Xeriscaping is essentially just keeping water usage in mind when planting your garden or yard. Xeriscaping ideas include both the smart watering techniques we just discussed as well as choosing plants that are more drought tolerant.
- What is Xeriscaping? – Xeriscaping is landscaping that needs little to no irrigation or watering.
- Where to Use Xeriscape Landscape – Any region, area or space can benefit from xeriscape landscaping, just keep in mind that certain plants are more drought tolerant than others and will do better with less or no watering.
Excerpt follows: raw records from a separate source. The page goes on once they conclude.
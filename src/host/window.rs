//! minifb window host.

use std::collections::BTreeMap;
use std::time::Instant;

use log::{debug, info};
use minifb::{Key, KeyRepeat, MouseButton, MouseMode, Window, WindowOptions};

use super::Host;
use crate::buffer::PixelBuffer;
use crate::error::HostError;
use crate::input::InputEvent;

/// Presents frames in a minifb window.
///
/// Left click aims the ray, `C` randomizes the circle, `R` randomizes the
/// ray origin, `Esc` or closing the window stops the loop. Status readouts
/// are appended to the window title.
pub struct WindowHost {
    title: String,
    target_fps: usize,
    window: Option<Window>,
    size: (usize, usize),
    packed: Vec<u32>,
    start: Instant,
    mouse_was_down: bool,
    status: BTreeMap<String, String>,
}

impl WindowHost {
    /// Host for a window titled `title`; the window opens in `create_surface`.
    pub fn new(title: &str) -> Self {
        Self {
            title: title.to_owned(),
            target_fps: 60,
            window: None,
            size: (0, 0),
            packed: Vec::new(),
            start: Instant::now(),
            mouse_was_down: false,
            status: BTreeMap::new(),
        }
    }

    fn refresh_title(&mut self) {
        let Some(window) = self.window.as_mut() else {
            return;
        };
        let mut title = self.title.clone();
        for (label, value) in &self.status {
            title.push_str(&format!(" | {label}: {value}"));
        }
        window.set_title(&title);
    }
}

impl Host for WindowHost {
    fn create_surface(&mut self, width: usize, height: usize) -> Result<(), HostError> {
        if width == 0 || height == 0 {
            return Err(HostError::SurfaceSize { width, height });
        }
        let mut window = Window::new(&self.title, width, height, WindowOptions::default())
            .map_err(|e| HostError::Window(e.to_string()))?;
        window.set_target_fps(self.target_fps);

        info!("Opened {}x{} window", width, height);
        self.window = Some(window);
        self.size = (width, height);
        self.start = Instant::now();
        Ok(())
    }

    fn present(&mut self, buffer: &PixelBuffer) -> Result<(), HostError> {
        let window = self.window.as_mut().ok_or(HostError::NoSurface)?;
        let (width, height) = self.size;
        if buffer.width() != width || buffer.height() != height {
            return Err(HostError::SizeMismatch {
                width,
                height,
                got_width: buffer.width(),
                got_height: buffer.height(),
            });
        }

        buffer.to_argb_u32(&mut self.packed);
        window
            .update_with_buffer(&self.packed, width, height)
            .map_err(|e| HostError::Window(e.to_string()))
    }

    fn next_frame(&mut self) -> Option<f64> {
        let window = self.window.as_ref()?;
        if !window.is_open() || window.is_key_down(Key::Escape) {
            debug!("window closed");
            return None;
        }
        Some(self.start.elapsed().as_secs_f64() * 1000.0)
    }

    fn poll_input(&mut self) -> Vec<InputEvent> {
        let Some(window) = self.window.as_ref() else {
            return Vec::new();
        };
        let mut events = Vec::new();

        let down = window.get_mouse_down(MouseButton::Left);
        if down && !self.mouse_was_down {
            if let Some((x, y)) = window.get_mouse_pos(MouseMode::Discard) {
                events.push(InputEvent::PointerDown {
                    x: x as i32,
                    y: y as i32,
                });
            }
        }
        self.mouse_was_down = down;

        if window.is_key_pressed(Key::C, KeyRepeat::No) {
            events.push(InputEvent::RandomizeCircle);
        }
        if window.is_key_pressed(Key::R, KeyRepeat::No) {
            events.push(InputEvent::RandomizeRay);
        }
        events
    }

    fn set_status_text(&mut self, label: &str, value: &str) {
        let changed = self.status.get(label).map(String::as_str) != Some(value);
        if changed {
            self.status.insert(label.to_owned(), value.to_owned());
            self.refresh_title();
        }
    }
}
//! Ray-object intersection contract for the 3D demo.

use glam::DVec3;

use crate::interval::Interval;
use crate::ray::Ray;

/// Ray-object intersection information needed for shading.
#[derive(Debug, Clone, Copy, PartialEq)]
pub struct HitRecord {
    /// Point where the ray intersects the object
    pub p: DVec3,
    /// Unit surface normal at `p`, pointing away from the object
    pub normal: DVec3,
    /// Distance along the normalized ray direction
    pub t: f64,
}

/// Objects that can be intersected by rays.
///
/// `Sync + Send` so a frame can be shaded from several rayon workers.
pub trait Hittable: Sync + Send {
    /// Nearest accepted intersection with `r` whose `t` lies in `ray_t`.
    ///
    /// Implementations must not modify the ray; `t` is measured along the
    /// normalized direction.
    fn hit(&self, r: &Ray, ray_t: Interval) -> Option<HitRecord>;
}
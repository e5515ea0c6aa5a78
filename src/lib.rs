//! Ray intersection demos
//!
//! A 2D ray against a circle and a 3D ray-cast sphere, both redrawn into an
//! RGBA pixel buffer on every frame tick of a pluggable host.

#![warn(missing_docs)]
#![warn(rustdoc::broken_intra_doc_links)]
#![warn(rustdoc::missing_crate_level_docs)]

pub mod buffer;
pub mod camera;
pub mod circle;
pub mod color;
pub mod config;
pub mod demo;
pub mod error;
pub mod fps;
pub mod frame;
pub mod hittable;
pub mod host;
pub mod input;
pub mod interval;
pub mod output;
pub mod random;
pub mod ray;
pub mod shader;
pub mod sphere;
pub mod vector;
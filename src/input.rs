//! Pointer and button input for the circle demo.

use glam::IVec2;
use rand::Rng;

use crate::circle::Circle;
use crate::ray::Ray2;

/// Smallest radius a randomized circle can get.
pub const MIN_RADIUS: i32 = 10;

/// Platform-agnostic input delivered by a host between frames.
#[derive(Debug, Clone, Copy, PartialEq, Eq)]
pub enum InputEvent {
    /// Primary button pressed at `(x, y)` in host coordinates.
    PointerDown {
        /// Horizontal position.
        x: i32,
        /// Vertical position.
        y: i32,
    },
    /// Move the circle somewhere random and resize it.
    RandomizeCircle,
    /// Move the ray origin somewhere random.
    RandomizeRay,
}

/// Host coordinates to canvas-local pixels.
pub fn pointer_to_canvas(canvas_offset: IVec2, x: i32, y: i32) -> IVec2 {
    IVec2::new(x, y).saturating_sub(canvas_offset)
}

/// Point the ray at `pointer`. The direction keeps its pixel length.
pub fn aim_ray(ray: &mut Ray2, pointer: IVec2) {
    ray.direction = pointer.saturating_sub(ray.origin);
}

/// New center in `[0, width) x [0, height)`, radius in
/// `[10, 10 + width / 3)`.
pub fn randomize_circle<R: Rng + ?Sized>(circle: &mut Circle, rng: &mut R, width: i32, height: i32) {
    circle.center = random_point(rng, width, height);
    circle.radius = MIN_RADIUS + rng.random_range(0..(width / 3).max(1));
}

/// New origin inside the canvas; the direction is kept.
pub fn randomize_ray<R: Rng + ?Sized>(ray: &mut Ray2, rng: &mut R, width: i32, height: i32) {
    ray.origin = random_point(rng, width, height);
}

fn random_point<R: Rng + ?Sized>(rng: &mut R, width: i32, height: i32) -> IVec2 {
    IVec2::new(
        rng.random_range(0..width.max(1)),
        rng.random_range(0..height.max(1)),
    )
}

#[cfg(test)]
mod tests {
    use super::*;
    use crate::random::seeded_rng;

    #[test]
    fn pointer_is_made_canvas_local() {
        let local = pointer_to_canvas(IVec2::new(8, 100), 58, 130);
        assert_eq!(local, IVec2::new(50, 30));
    }

    #[test]
    fn aiming_sets_unnormalized_direction() {
        let mut ray = Ray2::new(IVec2::new(10, 20), IVec2::new(1, 1));
        aim_ray(&mut ray, IVec2::new(110, 20));
        assert_eq!(ray.direction, IVec2::new(100, 0));
        assert_eq!(ray.origin, IVec2::new(10, 20));
    }

    #[test]
    fn randomized_circle_stays_in_bounds() {
        let mut rng = seeded_rng(7);
        let mut circle = Circle::default();
        for _ in 0..500 {
            randomize_circle(&mut circle, &mut rng, 300, 600);
            assert!((0..300).contains(&circle.center.x));
            assert!((0..600).contains(&circle.center.y));
            assert!((10..110).contains(&circle.radius));
        }
    }

    #[test]
    fn randomized_ray_keeps_direction() {
        let mut rng = seeded_rng(11);
        let mut ray = Ray2::new(IVec2::ZERO, IVec2::new(-4, 9));
        for _ in 0..100 {
            randomize_ray(&mut ray, &mut rng, 300, 600);
            assert_eq!(ray.direction, IVec2::new(-4, 9));
            assert!((0..300).contains(&ray.origin.x));
            assert!((0..600).contains(&ray.origin.y));
        }
    }

    #[test]
    fn tiny_canvas_does_not_panic() {
        let mut rng = seeded_rng(1);
        let mut circle = Circle::default();
        randomize_circle(&mut circle, &mut rng, 2, 1);
        assert_eq!(circle.radius, MIN_RADIUS);
    }
}
//! Image export for headless runs.

use std::path::Path;

use log::info;

use crate::buffer::PixelBuffer;
use crate::error::HostError;

/// Save a frame as an 8-bit RGBA PNG.
///
/// The buffer already holds display-ready bytes, so no tone mapping or gamma
/// correction is applied.
pub fn save_png(buffer: &PixelBuffer, output_path: &Path) -> Result<(), HostError> {
    buffer
        .to_image()
        .save_with_format(output_path, image::ImageFormat::Png)
        .map_err(|source| HostError::Image {
            path: output_path.to_path_buf(),
            source,
        })?;

    info!(
        "Frame saved as {} ({}x{})",
        output_path.display(),
        buffer.width(),
        buffer.height()
    );
    Ok(())
}
//! Per-pixel colour for the sphere demo.

use serde::Deserialize;

use crate::color::{self, Rgba8};
use crate::hittable::Hittable;
use crate::interval::Interval;
use crate::ray::Ray;

/// How a hit is turned into a colour.
#[derive(Debug, Clone, Copy, PartialEq, Eq, Default, Deserialize, clap::ValueEnum)]
#[serde(rename_all = "lowercase")]
pub enum ShadingMode {
    /// Blend background toward the object colour by the normal's z component.
    #[default]
    Lit,
    /// Object colour on any hit.
    Flat,
}

/// Per-pixel colour for a primary ray.
#[derive(Debug, Clone, Copy, PartialEq)]
pub struct Shader {
    /// Lit or flat.
    pub mode: ShadingMode,
    /// Colour of pixels that miss.
    pub background: Rgba8,
    /// Object colour, fully reached where the normal faces the camera.
    pub object: Rgba8,
}

impl Shader {
    /// Default colours with the given `mode`.
    pub fn new(mode: ShadingMode) -> Self {
        Self {
            mode,
            background: color::BACKGROUND,
            object: color::OBJECT,
        }
    }

    /// Colour seen along `ray`.
    ///
    /// The lit factor is the normal's z component. It is not clamped:
    /// grazing hits can push it slightly outside [0, 1] and the byte
    /// conversion saturates.
    pub fn shade(&self, world: &dyn Hittable, ray: &Ray) -> Rgba8 {
        let Some(rec) = world.hit(ray, Interval::FORWARD) else {
            return self.background;
        };

        match self.mode {
            ShadingMode::Flat => self.object,
            ShadingMode::Lit => {
                let cosalpha = rec.normal.z;
                color::blend(self.background, self.object, cosalpha)
            }
        }
    }
}

impl Default for Shader {
    fn default() -> Self {
        Self::new(ShadingMode::default())
    }
}
use log::LevelFilter;

/// Initialize the logger with the specified level.
///
/// `level` replaces the global level; module directives from `RUST_LOG`
/// still apply.
pub fn init_logger(level: LevelFilter) {
    env_logger::Builder::from_default_env()
        .filter_level(level)
        .format_timestamp_millis()
        .init();
}
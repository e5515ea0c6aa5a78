//! The two demos the frame driver can run.
//!
//! Each demo owns its scene (ray and primitive) so input handling and
//! rendering both go through `&mut self`, one at a time.

mod circle;
mod sphere;

pub use circle::{CircleDemo, CircleScene};
pub use sphere::SphereDemo;

use serde::Deserialize;

use crate::buffer::PixelBuffer;
use crate::config::DemoConfig;
use crate::input::InputEvent;

/// Which demo the binary runs.
#[derive(Debug, Clone, Copy, PartialEq, Eq, Default, Deserialize, clap::ValueEnum)]
#[serde(rename_all = "lowercase")]
pub enum DemoKind {
    /// 2D ray against a circle, drawn with vector primitives.
    Circle,
    /// 3D ray casting against a shaded sphere.
    #[default]
    Sphere,
}

/// A scene the frame driver can feed input to and render.
pub trait Demo {
    /// Short name for logs and the window title.
    fn name(&self) -> &'static str;

    /// Raster size this demo draws at.
    fn size(&self) -> (usize, usize);

    /// Apply one input event to the scene.
    fn handle_input(&mut self, event: InputEvent);

    /// Draw the current scene into `buffer`, overwriting every pixel.
    fn render(&mut self, buffer: &mut PixelBuffer);

    /// Readout for the host's "debug" status line, if the demo has one.
    fn debug_status(&self) -> Option<String> {
        None
    }
}

/// Build the demo selected by `config`.
pub fn build_demo(config: &DemoConfig) -> Box<dyn Demo> {
    match config.demo {
        DemoKind::Circle => Box::new(CircleDemo::from_config(config)),
        DemoKind::Sphere => Box::new(SphereDemo::from_config(config)),
    }
}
- Stone Walkways – Xeriscaping, landscaping that keeps water conservation in mind, is an increasingly popular drought resistant landscaping option. Instead of filling yards with large areas of thirsty grass or ground covers, consider using plants that require much less water. Better yet, combine greens with beautiful stone walkways and areas of decorative gravel. Placing ornamental grasses and small garden areas throughout the landscape can add that touch of green you may be yearning for while minimizing water usage.
- Using Native Plants – If planting in an already dry or traditionally drought-likely area, using native plants that have already adapted to dry conditions will increase the chances that they will thrive.
- Ornamental Grasses – Many types of ornamental grasses do well with minimal irrigation. Some drought resistant grass types are surprisingly self-sufficient and don’t need much, if any, additional irrigation once established. Keep in mind, though, most grasses, even drought tolerant varieties, will need ample water right after being planted. Their need will significantly decrease once established and matured.
Drought tolerant landscaping is a beautiful thing. It allows you to sit back and relax in the shade while reducing water usage. By watering mindfully, making wise landscaping choices and performing a little preventative gardening care, staying cool is easy and you know the yard will be gorgeous all summer long. It is not only possible, but actually very easy to have a lush yard with color, texture, and yes, even flowers, even if you are growing in an area that is historically dry.